The problem
Restate word for word the lines of the data below, from the first through the one that has "use chissl_inspect::api::CaptureApi;".

:: Exercise data ::

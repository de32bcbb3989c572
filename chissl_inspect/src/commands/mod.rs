//! CLI command implementations

pub mod connections;
pub mod inspect;
pub mod live;
pub mod recent;
pub mod watch;

use anyhow::{Context, Result};
use chissl_common::EntityKind;
use chissl_inspect::api::CaptureApi;
use chissl_inspect::config::Config;

/// Build the capture service client from the effective config
pub fn connect(config: &Config) -> Result<CaptureApi> {
    CaptureApi::new(
        &config.server_url,
        config.auth.as_deref(),
        config.request_timeout(),
    )
    .with_context(|| format!("Failed to create client for {}", config.server_url))
}

/// Parse an entity kind argument, accepting the same spellings as the dashboard
pub fn parse_kind(kind: &str) -> Result<EntityKind> {
    kind.parse::<EntityKind>()
        .with_context(|| format!("Expected tunnel, listener or multicast, got '{}'", kind))
}

/// Resolve on Ctrl+C
pub async fn shutdown_signal() {
    if let Err(e) = tokio::signal::ctrl_c().await {
        tracing::warn!("Failed to listen for Ctrl+C: {}", e);
        std::future::pending::<()>().await;
    }
}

:::

Solution
repository de32bcbb3989c572
filename chissl_inspect/src/commands/mod.rs
//! CLI command implementations

pub mod connections;
pub mod inspect;
pub mod live;
pub mod recent;
pub mod watch;

use anyhow::{Context, Result};
use chissl_common::EntityKind;
use chissl_inspect::api::CaptureApi;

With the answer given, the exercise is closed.